In this notebook we will explain :
- How to import the different data sets.
- Describe the feature selection.
- Clean up all data to make it usable for NLP.
- Discuss about the variable we want to predict.


## I) Download the full data set

Go to the page : https://www.oqali.fr/donnees-publiques/base-de-donnees-oqali/, then select "Exporter toute la base de données Oqali" and download the datasets called : "Ingredients" and "Description du produit". 

**Warning**: The are missing values in the file that you will find on this website, my notebooks are based on another data set without any missing values, but it will still work with the datas you can find on Oqali.

Finally, put them in the file : "...\food-classification\Data_Preprocessing\Data_Oqali\"


## II) The features

The main goal of this project is to classify the data from the web-scraping with an algorithm trained on a dataset and to predict a "Secteur" and a "Famille" to each products. Among the variables present, only five will hold our attention because we must find features that can both be identified with the web-scraping and the data set from Oqali. We identified different features available with Oqali and the web-scraping, however some won't help us for our project.

- Features we can find withboth Oqali and web-scrping :

**Nom**: The name of the article, example : "VITTEL Eau minérale naturelle plate 50cl".

**Dénomination légale de vente**: the sales name, the commercial name found on product labels labels; example : "VITTEL NATURE PET 50CL".

**Ingrédients**: The composition of the article.
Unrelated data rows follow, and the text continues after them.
//! Subscribe/unsubscribe adapter over the platform collector.
//!
//! The hook backends push events into a channel from their own thread.
//! `HookClickSource` drains that channel on a dispatcher thread and hands
//! each event to the current subscriber, so the measurement loop never
//! touches the hook runtime directly.

use crate::collector::types::InputEvent;
use crate::collector::{Collector, CollectorConfig, CollectorError};
use crossbeam_channel::{Receiver, RecvTimeoutError};
use std::sync::atomic::{AtomicBool, Ordering};
use std::sync::Arc;
use std::thread::{self, JoinHandle};
use std::time::Duration;

/// Receives input events on the delivering thread.
pub trait InputSubscriber: Send + Sync {
    fn on_event(&self, event: InputEvent);
}

/// Anything that can deliver input events to one subscriber at a time.
///
/// After `unsubscribe` returns, the subscriber receives no further events.
pub trait ClickSource {
    fn subscribe(&mut self, subscriber: Arc<dyn InputSubscriber>) -> Result<(), CollectorError>;
    fn unsubscribe(&mut self);
}

/// How long the dispatcher waits on the channel before re-checking its flag.
const DISPATCH_POLL: Duration = Duration::from_millis(20);

/// Thread forwarding events from a channel to one subscriber.
///
/// Once `stop` returns, the subscriber receives no further events.
pub struct Dispatcher {
    active: Arc<AtomicBool>,
    handle: Option<JoinHandle<()>>,
}

impl Dispatcher {
    pub fn start(receiver: Receiver<InputEvent>, subscriber: Arc<dyn InputSubscriber>) -> Self {
        let active = Arc::new(AtomicBool::new(true));
        let flag = active.clone();
        let handle = thread::spawn(move || {
            while flag.load(Ordering::SeqCst) {
                match receiver.recv_timeout(DISPATCH_POLL) {
                    Ok(event) => {
                        // Re-check so nothing is delivered once stop began
                        if !flag.load(Ordering::SeqCst) {
                            break;
                        }
                        subscriber.on_event(event);
                    }
                    Err(RecvTimeoutError::Timeout) => {}
                    Err(RecvTimeoutError::Disconnected) => {
                        tracing::warn!("input collector disconnected");
                        break;
                    }
                }
            }
        });

        Self {
            active,
            handle: Some(handle),
        }
    }

    /// Stop forwarding and wait for the thread to exit.
    pub fn stop(&mut self) {
        self.active.store(false, Ordering::SeqCst);
        if let Some(handle) = self.handle.take() {
            let _ = handle.join();
        }
    }
}

impl Drop for Dispatcher {
    fn drop(&mut self) {
        self.stop();
    }
}

/// Click source backed by the OS input hook.
pub struct HookClickSource {
    collector: Collector,
    dispatcher: Option<Dispatcher>,
}

impl HookClickSource {
    pub fn new(config: CollectorConfig) -> Self {
        Self {
            collector: Collector::new(config),
            dispatcher: None,
        }
    }

    /// Whether a subscriber is currently registered.
    pub fn is_subscribed(&self) -> bool {
        self.dispatcher.is_some()
    }
}

impl ClickSource for HookClickSource {
    fn subscribe(&mut self, subscriber: Arc<dyn InputSubscriber>) -> Result<(), CollectorError> {
        if self.dispatcher.is_some() {
            return Err(CollectorError::AlreadyRunning);
        }

        // Events left over from an earlier subscription belong to nobody
        while self.collector.try_recv().is_some() {}

        self.collector.start()?;
        let receiver = self.collector.receiver().clone();
        self.dispatcher = Some(Dispatcher::start(receiver, subscriber));
        tracing::debug!("input subscriber registered");
        Ok(())
    }

    fn unsubscribe(&mut self) {
        if let Some(mut dispatcher) = self.dispatcher.take() {
            dispatcher.stop();
            tracing::debug!("input subscriber removed");
        }
        self.collector.stop();
    }
}

impl Drop for HookClickSource {
    fn drop(&mut self) {
        self.unsubscribe();
    }
}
**Marque**: the brand of the product, example "Auchan". The brand could be a determining variable in the allocation of products to a sector or family. However, as we are going to classify products from new brands that are not present in the database, this variable will not be used in the future. However, it is sometimes possible to find brand names in other fields, such as the label, which will be taken into account when data pre-processing.

**Mode de conservation**: the storage method, example "à stocker entre +5°C et +30°C dans un endroit propre et sans odeur". The storage method is either 'ambient', 'fresh' or 'frozen'

Due to different reasons, we can't use all this features, for example the brand is irrevelant because of our dataset which is based only on specific brands, if we exctract data from other brand this won't help us to classify the products. We will keep for the rest of the project : **Nom**, **Dénomination légale de vente**, **Mode de conservation**, **Ingrédients**.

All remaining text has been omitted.